Traducido para Rebelión por J. M.

Las ruinas de Biram

Las ruinas de Biram, abandonadas junto con Ikrit, en 1948. Foto por Oren Ziv

Era tarde en la noche y pude oír el sonido de personas dirigiéndose hacia el jardín. En la oscuridad, pude distinguir un grupo de desconocidos que habían llegado hasta los bordes. Al parecer, estas personas habían venido en la oscuridad con el fin de hacer los preparativos para el inicio de la demolición y construcción en el edificio de enfrente. Su aspecto y sus palabras fueron muy amenazantes. Mañana comenzarían a demoler la casa y, para hacerlo, tendrían que invadir mi jardín. Después de medir el área, me informaron resueltamente, «Lo siento, no tenemos otra opción».

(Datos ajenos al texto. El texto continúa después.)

//! Gemini `generateContent` client.
//!
//! Sends one user turn (prompt text plus an optional inline image) with a
//! fixed system instruction and asks for a JSON answer. The answer text is
//! returned as-is; parsing happens in the task service.

use super::ApiError;
use crate::libs::config::ConfigModule;
use crate::libs::generation::{GenerationError, GenerationRequest, Generator};
use crate::libs::messages::Message;
use crate::libs::secret::Secret;
use crate::msg_print;
use anyhow::Result;
use dialoguer::{theme::ColorfulTheme, Input};
use reqwest::Client;
use serde::{Deserialize, Serialize};
use std::env;
use tracing::debug;

pub const DEFAULT_MODEL: &str = "gemini-1.5-flash";
pub const DEFAULT_API_URL: &str = "https://generativelanguage.googleapis.com/v1beta";
pub const API_KEY_ENV: &str = "GEMINI_API_KEY";
const SECRET_FILE: &str = ".gemini_secret";
const API_KEY_HEADER: &str = "x-goog-api-key";
const JSON_MIME_TYPE: &str = "application/json";

#[derive(Debug, Serialize)]
#[serde(rename_all = "camelCase")]
pub struct GenerateContentRequest {
    system_instruction: Content,
    contents: Vec<Content>,
    generation_config: GenerationConfig,
}

#[derive(Debug, Serialize)]
struct Content {
    #[serde(skip_serializing_if = "Option::is_none")]
    role: Option<String>,
    parts: Vec<Part>,
}

#[derive(Debug, Serialize)]
#[serde(untagged)]
enum Part {
    Text {
        text: String,
    },
    Inline {
        #[serde(rename = "inlineData")]
        inline_data: InlineData,
    },
}

#[derive(Debug, Serialize)]
#[serde(rename_all = "camelCase")]
struct InlineData {
    mime_type: String,
    data: String,
}

#[derive(Debug, Serialize)]
#[serde(rename_all = "camelCase")]
struct GenerationConfig {
    response_mime_type: String,
}

impl GenerateContentRequest {
    pub fn new(request: &GenerationRequest) -> Self {
        let mut parts = Vec::new();
        if !request.prompt.is_empty() {
            parts.push(Part::Text {
                text: request.prompt.clone(),
            });
        }
        if let Some(image) = &request.image {
            parts.push(Part::Inline {
                inline_data: InlineData {
                    mime_type: image.mime_type.clone(),
                    data: image.data.clone(),
                },
            });
        }

        Self {
            system_instruction: Content {
                role: None,
                parts: vec![Part::Text {
                    text: request.schema.system_instruction(),
                }],
            },
            contents: vec![Content {
                role: Some("user".to_string()),
                parts,
            }],
            generation_config: GenerationConfig {
                response_mime_type: JSON_MIME_TYPE.to_string(),
            },
        }
    }
}

#[derive(Debug, Deserialize)]
#[serde(rename_all = "camelCase")]
pub struct GenerateContentResponse {
    #[serde(default)]
    candidates: Vec<Candidate>,
    prompt_feedback: Option<PromptFeedback>,
}

#[derive(Debug, Deserialize)]
#[serde(rename_all = "camelCase")]
struct Candidate {
    content: Option<CandidateContent>,
    finish_reason: Option<String>,
}

#[derive(Debug, Deserialize)]
struct CandidateContent {
    #[serde(default)]
    parts: Vec<ResponsePart>,
}

#[derive(Debug, Deserialize)]
struct ResponsePart {
    text: Option<String>,
}

#[derive(Debug, Deserialize)]
#[serde(rename_all = "camelCase")]
struct PromptFeedback {
    block_reason: Option<String>,
}

impl GenerateContentResponse {
    /// Concatenated text of the first candidate.
    pub fn text(self) -> Result<String, GenerationError> {
        if let Some(reason) = self.prompt_feedback.and_then(|f| f.block_reason) {
            return Err(GenerationError::Blocked(reason));
        }
        let candidate = self
            .candidates
            .into_iter()
            .next()
            .ok_or_else(|| GenerationError::InvalidResponse(Message::GenerationEmptyResponse.to_string()))?;

        let text: String = candidate
            .content
            .map(|c| c.parts.into_iter().filter_map(|p| p.text).collect())
            .unwrap_or_default();
        if text.trim().is_empty() {
            return Err(match candidate.finish_reason {
                Some(reason) if reason != "STOP" => GenerationError::Blocked(reason),
                _ => GenerationError::InvalidResponse(Message::GenerationEmptyResponse.to_string()),
            });
        }
        Ok(text)
    }
}

pub struct Gemini {
    client: Client,
    config: GeminiConfig,
    api_key: Option<String>,
}

impl Gemini {
    pub fn new(config: &GeminiConfig, api_key: Option<String>) -> Self {
        Self {
            client: Client::new(),
            config: config.clone(),
            api_key,
        }
    }

    /// Builds a client with the key from `GEMINI_API_KEY` or the stored
    /// secret. Without a key every request fails with `MissingApiKey`.
    pub fn from_config(config: &GeminiConfig) -> Self {
        Self::new(config, GeminiConfig::api_key())
    }

    fn url(&self) -> String {
        format!("{}/models/{}:generateContent", self.config.api_url.trim_end_matches('/'), self.config.model)
    }
}

impl Generator for Gemini {
    async fn generate(&self, request: &GenerationRequest) -> Result<String, GenerationError> {
        let api_key = self.api_key.as_deref().ok_or(GenerationError::MissingApiKey)?;
        debug!(model = %self.config.model, schema = ?request.schema, has_image = request.image.is_some(), "generateContent");
        let response = self
            .client
            .post(self.url())
            .header(API_KEY_HEADER, api_key)
            .json(&GenerateContentRequest::new(request))
            .send()
            .await?;

        if !response.status().is_success() {
            let error = ApiError::from_response(response).await;
            return Err(GenerationError::Api {
                status: error.status,
                message: error.message,
            });
        }

        response.json::<GenerateContentResponse>().await?.text()
    }
}

#[derive(Serialize, Deserialize, Clone, Debug, PartialEq)]
pub struct GeminiConfig {
    pub model: String,
    pub api_url: String,
}

impl Default for GeminiConfig {
    fn default() -> Self {
        Self {
            model: DEFAULT_MODEL.to_string(),
            api_url: DEFAULT_API_URL.to_string(),
        }
    }
}

impl GeminiConfig {
    pub fn module() -> ConfigModule {
        ConfigModule {
            key: "gemini".to_string(),
            name: "Gemini".to_string(),
        }
    }

    fn secret() -> Secret {
        Secret::new(SECRET_FILE, &Message::PromptGeminiApiKey.to_string())
    }

    /// API key from the environment, falling back to the encrypted secret.
    pub fn api_key() -> Option<String> {
        env::var(API_KEY_ENV).ok().filter(|k| !k.is_empty()).or_else(|| Self::secret().get())
    }

    pub fn delete_api_key() -> Result<()> {
        Self::secret().delete()
    }

    pub fn init(config: &Option<GeminiConfig>) -> Result<Self> {
        let config = config.clone().unwrap_or_default();
        msg_print!(Message::ConfigModuleGemini);

        Self::secret().prompt()?;
        Ok(Self {
            model: Input::with_theme(&ColorfulTheme::default())
                .with_prompt(Message::PromptGeminiModel.to_string())
                .default(config.model)
                .interact_text()?,
            api_url: Input::with_theme(&ColorfulTheme::default())
                .with_prompt(Message::PromptGeminiApiUrl.to_string())
                .default(config.api_url)
                .interact_text()?,
        })
    }
}
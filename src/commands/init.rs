//! Interactive configuration wizard.

use crate::{
    libs::{config::Config, messages::Message},
    msg_success,
};
use anyhow::Result;
use clap::Args;

#[derive(Debug, Args)]
pub struct InitArgs {
    /// Remove the configuration and the stored Gemini API key
    #[arg(short, long)]
    delete: bool,
}

pub fn cmd(init_args: InitArgs) -> Result<()> {
    if init_args.delete {
        Config::delete()?;
        msg_success!(Message::ConfigDeleted);
        return Ok(());
    }

    Config::init()?.save()?;
    msg_success!(Message::ConfigSaved);
    Ok(())
}
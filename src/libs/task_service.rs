//! Task service: persistence, generation and identity in one place.
//!
//! The service owns a [`TaskStore`], a [`Generator`], an [`AuthProvider`]
//! and a [`Notifier`]. Every failure is logged and shown through the
//! notifier before it is returned, so callers only decide what happens
//! next, never how the error is presented.
//!
//! The current list of main tasks is broadcast to subscribers whenever it is
//! loaded.
//!
//! ```rust,no_run
//! use taskgen::api::Gemini;
//! use taskgen::api::gemini::GeminiConfig;
//! use taskgen::db::todos::Todos;
//! use taskgen::libs::identity::Offline;
//! use taskgen::libs::notify::ConsoleNotifier;
//! use taskgen::libs::task_service::TaskService;
//!
//! # async fn run() -> anyhow::Result<()> {
//! let service = TaskService::new(
//!     Todos::new()?,
//!     Gemini::from_config(&GeminiConfig::default()),
//!     Offline::new(),
//!     ConsoleNotifier,
//! )
//! .await;
//! let tasks = service.load_tasks().await;
//! # Ok(())
//! # }
//! ```

use super::generation::{
    parse_response, subtasks_prompt, GeneratedSubtasks, GeneratedTasks, GenerationError, GenerationRequest, Generator,
    ResponseSchema,
};
use super::identity::{generate_local_uid, AuthError, AuthProvider, User};
use super::image::ImageFile;
use super::messages::Message;
use super::notify::{AppError, Notifier};
use super::store::{Query, StoreError, TaskStore};
use super::task::{Draft, Task, TaskKind, TaskWithSubtasks};
use chrono::{DateTime, SubsecRound, Utc};
use tokio::sync::{broadcast, watch};
use tracing::{debug, info, warn};

const TASKS_CHANNEL_CAPACITY: usize = 16;

/// Creation timestamp at the precision both stores keep (microseconds).
fn now() -> DateTime<Utc> {
    Utc::now().trunc_subsecs(6)
}

pub struct TaskService<S, G, A, N> {
    store: S,
    generator: G,
    auth: A,
    notifier: N,
    user: watch::Receiver<Option<User>>,
    local_uid: String,
    tasks: broadcast::Sender<Vec<Task>>,
}

impl<S, G, A, N> TaskService<S, G, A, N>
where
    S: TaskStore,
    G: Generator,
    A: AuthProvider,
    N: Notifier,
{
    /// Creates the service and attempts an anonymous sign-in once. A failed
    /// sign-in is logged and the service continues with the local id.
    pub async fn new(store: S, generator: G, auth: A, notifier: N) -> Self {
        let (tasks, _) = broadcast::channel(TASKS_CHANNEL_CAPACITY);
        let service = Self {
            user: auth.subscribe(),
            store,
            generator,
            auth,
            notifier,
            local_uid: generate_local_uid(),
            tasks,
        };
        service.login().await;
        service
    }

    async fn login(&self) -> Option<User> {
        match self.auth.sign_in_anonymously().await {
            Ok(user) => {
                info!(uid = %user.uid, "signed in anonymously");
                Some(user)
            }
            Err(e) => {
                warn!("{}", Message::AnonymousLoginFailed(e.to_string()));
                None
            }
        }
    }

    pub async fn sign_out(&self) -> Result<(), AuthError> {
        match self.auth.sign_out().await {
            Ok(()) => {
                info!("{}", Message::SignedOut);
                Ok(())
            }
            Err(e) => {
                warn!("{}", Message::SignOutFailed(e.to_string()));
                Err(e)
            }
        }
    }

    pub fn current_user(&self) -> Option<User> {
        self.user.borrow().clone()
    }

    pub fn local_uid(&self) -> &str {
        &self.local_uid
    }

    /// Owner of new tasks: the signed-in user, or the local id.
    pub fn owner(&self) -> String {
        self.user
            .borrow()
            .as_ref()
            .map(|user| user.uid.clone())
            .unwrap_or_else(|| self.local_uid.clone())
    }

    pub fn notifier(&self) -> &N {
        &self.notifier
    }

    pub fn store(&self) -> &S {
        &self.store
    }

    pub fn generator(&self) -> &G {
        &self.generator
    }

    pub fn auth(&self) -> &A {
        &self.auth
    }

    /// Receives every main-task list loaded by [`load_tasks`](Self::load_tasks).
    pub fn subscribe(&self) -> broadcast::Receiver<Vec<Task>> {
        self.tasks.subscribe()
    }

    /// Waits for the next sign-in or sign-out and reloads the task list.
    /// Returns `None` once the identity provider is gone.
    pub async fn follow_auth_changes(&self) -> Option<Vec<Task>> {
        let mut changes = self.auth.subscribe();
        changes.changed().await.ok()?;
        let uid = changes.borrow_and_update().as_ref().map(|user| user.uid.clone());
        debug!(?uid, "identity changed, reloading tasks");
        Some(self.load_tasks().await)
    }

    fn reported<T, E: Into<AppError>>(&self, result: Result<T, E>, fallback: Option<Message>) -> Result<T, AppError> {
        result.map_err(|e| {
            let error = e.into();
            self.notifier.report(&error, fallback.as_ref());
            error
        })
    }

    /// Main tasks, newest first. An empty store is detected with a count
    /// first, so the ordered query is only issued when there is something
    /// to order. Errors are reported and yield an empty list.
    pub async fn load_tasks(&self) -> Vec<Task> {
        let result = async {
            if self.store.count(&Query::main_tasks()).await? == 0 {
                debug!("no main tasks stored");
                return Ok(Vec::new());
            }
            self.store.query(&Query::main_tasks_newest_first()).await
        }
        .await;

        let tasks = self.reported(result, None).unwrap_or_default();
        // No subscribers is not an error.
        let _ = self.tasks.send(tasks.clone());
        tasks
    }

    pub async fn load_subtasks(&self, main_id: &str) -> Result<Vec<Task>, AppError> {
        let result = self.store.query(&Query::subtasks_of(main_id)).await;
        self.reported(result, Some(Message::StoreLoadFailed))
    }

    /// Every main task with its subtasks. Records that are not main tasks
    /// are skipped.
    pub async fn load_tasks_with_subtasks(&self) -> Result<Vec<TaskWithSubtasks>, AppError> {
        let mut groups = Vec::new();
        for task in self.load_tasks().await {
            if !task.is_main() {
                warn!(id = %task.id, "skipping non-main task in main task list");
                continue;
            }
            let subtasks = self.load_subtasks(&task.id).await?;
            groups.push(TaskWithSubtasks::new(task, subtasks));
        }
        Ok(groups)
    }

    /// Generates a main task title and its subtasks from a prompt and/or a
    /// photo.
    pub async fn generate_task(&self, prompt: &str, image: Option<&ImageFile>) -> Result<GeneratedTasks, AppError> {
        if prompt.trim().is_empty() && image.is_none() {
            return Ok(GeneratedTasks {
                title: Message::PleaseProvidePrompt.to_string(),
                subtasks: Vec::new(),
            });
        }

        let request = GenerationRequest {
            prompt: prompt.to_string(),
            image: image.map(ImageFile::to_inline),
            schema: ResponseSchema::Task,
        };
        let result = async {
            let text = self.generator.generate(&request).await?;
            parse_response::<GeneratedTasks>(&text)
        }
        .await;
        self.reported(result, Some(Message::GenerationFailed))
    }

    /// Generates the next subtasks of `title`, sorted by their order.
    /// `existing_subtasks` are listed in the request so they are not
    /// generated again.
    pub async fn generate_subtasks(
        &self,
        title: &str,
        existing_subtasks: &[String],
        image: Option<&ImageFile>,
    ) -> Result<GeneratedSubtasks, AppError> {
        let request = GenerationRequest {
            prompt: subtasks_prompt(title, existing_subtasks),
            image: image.map(ImageFile::to_inline),
            schema: ResponseSchema::Subtasks,
        };
        let result = async {
            let text = self.generator.generate(&request).await?;
            let mut generated = parse_response::<GeneratedSubtasks>(&text)?;
            generated.subtasks.sort_by_key(|subtask| subtask.order);
            Ok::<_, GenerationError>(generated)
        }
        .await;
        self.reported(result, Some(Message::GenerationFailed))
    }

    /// Persists a main task and its subtasks, in that order. Subtask `order`
    /// is the position in `subtasks`. A failure part way leaves the tasks
    /// written so far in the store.
    pub async fn add_maintask_with_subtasks(
        &self,
        maintask: &Draft,
        subtasks: &[Draft],
    ) -> Result<TaskWithSubtasks, AppError> {
        let owner = self.owner();
        let result = async {
            let main = Task {
                id: self.store.new_id(),
                title: maintask.title.clone(),
                completed: maintask.completed,
                owner: owner.clone(),
                created_time: now(),
                kind: TaskKind::Main {
                    priority: maintask.priority.unwrap_or_default(),
                },
            };
            self.store.set(&main).await?;

            let mut saved = Vec::with_capacity(subtasks.len());
            for (index, subtask) in subtasks.iter().enumerate() {
                let task = Task {
                    id: self.store.new_id(),
                    title: subtask.title.clone(),
                    completed: subtask.completed,
                    owner: owner.clone(),
                    created_time: now(),
                    kind: TaskKind::Subtask {
                        parent_id: main.id.clone(),
                        order: index as u32,
                    },
                };
                self.store.set(&task).await?;
                saved.push(task);
            }
            Ok::<_, StoreError>(TaskWithSubtasks::new(main, saved))
        }
        .await;

        let group = self.reported(result, Some(Message::StoreAddFailed))?;
        info!(id = %group.maintask.id, subtasks = group.subtasks.len(), "saved main task");
        Ok(group)
    }

    /// Deletes every subtask of `main_id`, then the main task itself.
    pub async fn delete_maintask_and_subtasks(&self, main_id: &str) -> Result<(), AppError> {
        let subtasks = self.load_subtasks(main_id).await?;
        let result = async {
            for subtask in &subtasks {
                self.store.delete(&subtask.id).await?;
            }
            self.store.delete(main_id).await
        }
        .await;

        self.reported(result, Some(Message::StoreDeleteFailed))?;
        info!(id = %main_id, subtasks = subtasks.len(), "deleted main task");
        Ok(())
    }

    /// Merges the task's fields into the stored record with the same id.
    pub async fn update_task(&self, task: &Task) -> Result<(), AppError> {
        let result = self.store.merge(task).await;
        self.reported(result, Some(Message::StoreUpdateFailed))
    }
}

Mis asustados vecinos asustados de viviendas adyacentes añadieron leña al fuego de mis temores. Uno de ellos me dijo que creía que las excavadoras acabarían por destrozar mi jardín. Otro vecino agregó su observación de que el acceso a mi jardín sería bloqueado para siempre y que las topadoras incluso causarían daños en las paredes de mi casa. La oscuridad de la noche, la sorpresa, los vecinos que tenían miedo como yo y los huéspedes que no habían sido invitados fueron de terror «resolvieron el problema»: me quedé despierto toda la noche, no pude conciliar el sueño.

Con un sentimiento de impotencia absoluta, ya podía prever los monstruos mecanizados de hierro invadiendo mi casa y destruirla; ya había perdido la esperanza de que mi jardín sobreviviera. Nunca había sentido tal primordial apego a mi casa, mi castillo, que había sido erigido sobre las ruinas de la aldea palestina de Munis Sheikh, ahora Ramat Aviv, un suburbio de Tel Aviv, y que estaba a punto de ser tumbada.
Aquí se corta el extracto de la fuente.